15 minute read

Bette Smith

Bette Smith Releases Her New Album The Good The Band And The Bette

By Kevin Wildman The train station was dark. The young lady on the platform stood there silently looking at the train that was pulling away. She could hear the wheels on the tracks as the train started to move. Smoke from the train filled the air as she gazed on. A woman on the last car of the train was waving goodbye to her. She stared on in bewilderment. How could this woman be waving goodbye to her? The young lady was devastated. The woman on the train was her mother. How could this be happening? How and why was she leaving her? What would she do now? As panic started to grip her she…. All of a sudden Bette woke up. The dream has come to her more than once and finally she knows what it means and knows how to deal with it. She sits down and starts writing. The result is the song, “Whistle Stop,” which appears on her new album, The Good The Bad And The Bette. The song is about Bette’s recurring dream about a time when her mother had to leave her for a while. It’s true to experience and the writing of this song is the catharsis that Bette needed to do to help her deal with this dream. The problem is solved and now Bette can move on with her life. This is just one of the many moments that helped Bette Smith in the writing of her new album release, The Good The Bad And The Bette which has just been released on Ruf Records, a small, but powerful record label based in Germany.

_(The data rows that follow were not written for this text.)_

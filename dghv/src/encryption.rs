use itertools::izip;
use rug::Integer;
use sampling::source::{Source, new_seed};

use crate::{
    ciphertext::Ciphertext,
    error::{Error, Result},
    expander::Expander,
    keys::PublicKey,
    modular::reduce_symmetric_assign,
    params::Parameters,
};

/// Encrypts `bit` under `pk`, drawing the encryption randomness from a
/// source seeded with fresh operating-system entropy.
pub fn encrypt(bit: u8, pk: &PublicKey, params: &Parameters) -> Result<Ciphertext> {
    let mut source: Source = Source::new(new_seed()?);
    encrypt_with_source(bit, pk, params, &mut source)
}

/// Encrypts `bit` under `pk` as
///
/// c = bit + 2r + 2 * sum_i b_i * (chi_i - delta_i) mod x0
///
/// with r in (-2^{rho'}, 2^{rho'}) and b_i in \[0, 2^{alpha}) drawn from `source`,
/// and chi_i regenerated from the public seed.
pub fn encrypt_with_source(bit: u8, pk: &PublicKey, params: &Parameters, source: &mut Source) -> Result<Ciphertext> {
    if bit > 1 {
        return Err(Error::InvalidPlaintext(bit));
    }
    pk.check(params)?;

    let r: Integer = source.next_integer_symmetric(params.rho_prime());

    let mut sum: Integer = Integer::new();
    izip!(Expander::new(pk.seed(), params.gamma()), pk.deltas()).for_each(|(chi, delta)| {
        let b: Integer = source.next_integer_bits(params.alpha());
        let x: Integer = chi - delta;
        sum += b * x;
        reduce_symmetric_assign(&mut sum, pk.x0());
    });

    let mut data: Integer = Integer::from(bit) + (r << 1u32) + (sum << 1u32);
    reduce_symmetric_assign(&mut data, pk.x0());

    Ok(Ciphertext { data })
}
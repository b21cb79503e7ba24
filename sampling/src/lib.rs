pub mod integer;
pub mod source;
use rug::Integer;

use crate::{
    error::Error,
    params::{MAX_TAU, Parameters, presets},
};

#[test]
fn presets_are_valid() {
    presets::toy().validate().unwrap();
    presets::tiny().validate().unwrap();
    let toy: Parameters = presets::toy();
    assert_eq!(
        Parameters::new(200_000, 27, 3, 3, 20, 32, 5).unwrap(),
        toy
    );
}

#[test]
fn rejects_broken_relations() {
    let invalid: [(usize, usize, usize, usize, usize, usize, usize); 7] = [
        (28, 27, 3, 3, 20, 32, 5),   // gamma < eta + 2
        (2048, 3, 3, 3, 20, 32, 5),  // eta <= rho
        (2048, 27, 3, 4, 20, 32, 5), // rho < rho_prime
        (2048, 27, 3, 3, 0, 32, 5),  // tau = 0
        (2048, 27, 3, 3, 20, 0, 5),  // sec = 0
        (2048, 27, 3, 3, 20, 32, 24), // alpha + rho >= eta
        (2048, 27, 3, 3, 1 << 20, 32, 5), // fresh noise too large
    ];
    invalid.iter().for_each(|&(gamma, eta, rho, rho_prime, tau, sec, alpha)| {
        match Parameters::new(gamma, eta, rho, rho_prime, tau, sec, alpha) {
            Err(Error::InvalidParameters(_)) => {}
            other => panic!(
                "expected InvalidParameters for ({}, {}, {}, {}, {}, {}, {}), got {:?}",
                gamma, eta, rho, rho_prime, tau, sec, alpha, other
            ),
        }
    });
}

#[test]
fn noise_bound_below_threshold() {
    let params: Parameters = presets::toy();
    // 2 * (20 * 2^8 + 2^3) + 1
    assert_eq!(params.fresh_noise_bound(), 10257);
    assert_eq!(params.noise_threshold(), Integer::from(1) << 25u32);
}

#[test]
fn id_depends_on_every_field() {
    let base: Parameters = presets::tiny();
    let variants: [Parameters; 7] = [
        Parameters { gamma: 4096, ..base },
        Parameters { eta: 28, ..base },
        Parameters { rho: 4, ..base },
        Parameters { rho_prime: 2, ..base },
        Parameters { tau: 21, ..base },
        Parameters { sec: 33, ..base },
        Parameters { alpha: 6, ..base },
    ];
    variants.iter().for_each(|v| assert_ne!(v.id(), base.id(), "{}", v));
    assert_eq!(base.id(), presets::tiny().id());
}

#[test]
fn xi_bound() {
    let params: Parameters = presets::tiny();
    let p: Integer = Integer::from(134217757u32);
    let bound: Integer = params.xi_bound(&p);
    assert_eq!(bound, (Integer::from(1) << 59u32) / &p);
    assert!(bound > (Integer::from(1) << 31u32));
}

#[test]
fn rejects_oversized_fields() {
    let base: Parameters = presets::tiny();
    let oversized: [Parameters; 5] = [
        Parameters { eta: usize::MAX - 1, sec: 2, ..base },
        Parameters { gamma: usize::MAX, ..base },
        Parameters { alpha: usize::MAX - 2, ..base },
        Parameters { rho: usize::MAX, rho_prime: 1, ..base },
        Parameters { tau: MAX_TAU as usize + 1, ..base },
    ];
    oversized.iter().for_each(|params| match params.validate() {
        Err(Error::InvalidParameters(msg)) => assert!(msg.contains("exceeds"), "{}", msg),
        other => panic!("expected InvalidParameters for {}, got {:?}", params, other),
    });
}

#[test]
fn reports_the_oversized_sum() {
    let params: Parameters = Parameters {
        gamma: u32::MAX as usize,
        eta: u32::MAX as usize - 3,
        rho: 3,
        rho_prime: 3,
        tau: 20,
        sec: 32,
        alpha: 5,
    };
    match params.validate() {
        Err(Error::InvalidParameters(msg)) => assert!(msg.starts_with("sec+eta="), "{}", msg),
        other => panic!("expected InvalidParameters, got {:?}", other),
    }
}
pub mod ciphertext;
pub mod decryption;
pub mod encryption;
pub mod error;
pub mod evaluator;
pub mod expander;
pub mod keygen;
pub mod keys;
pub mod modular;
pub mod noise;
pub mod params;
pub mod serialization;
#[cfg(test)]
mod tests;

pub use ciphertext::*;
pub use decryption::*;
pub use encryption::*;
pub use error::*;
pub use expander::*;
pub use keygen::*;
pub use keys::*;
pub use modular::*;
pub use params::*;
pub use serialization::*;

pub use sampling::source::{Source, new_seed};
mod params;
pub mod fingerprint;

The Good The Bad And The Bette is Bette’s second full album. Her previous album was titled Jetlagger.” For this album, Bette teamed up with Matt Patton, whom you may know from his band, the Drive-By Truckers, and engineer/drummer Bronson Tew to produce and engineer her new album at Dial Back Sound in Water Valley, Mississippi. Patton had also played bass on her previous album Jetlagger, and the two of them had struck up a good friendship. He was very familiar with her style of writing and singing, and it made him the logical choice to help her out with this project. He also performed bass on this project as well along with Bronson Tew doing double duty on drums also. The producer on Jetlagger was none other than Jimbo Mathus, who would also go on to guest on this new album. Jimbo and Matt had also worked on several projects together.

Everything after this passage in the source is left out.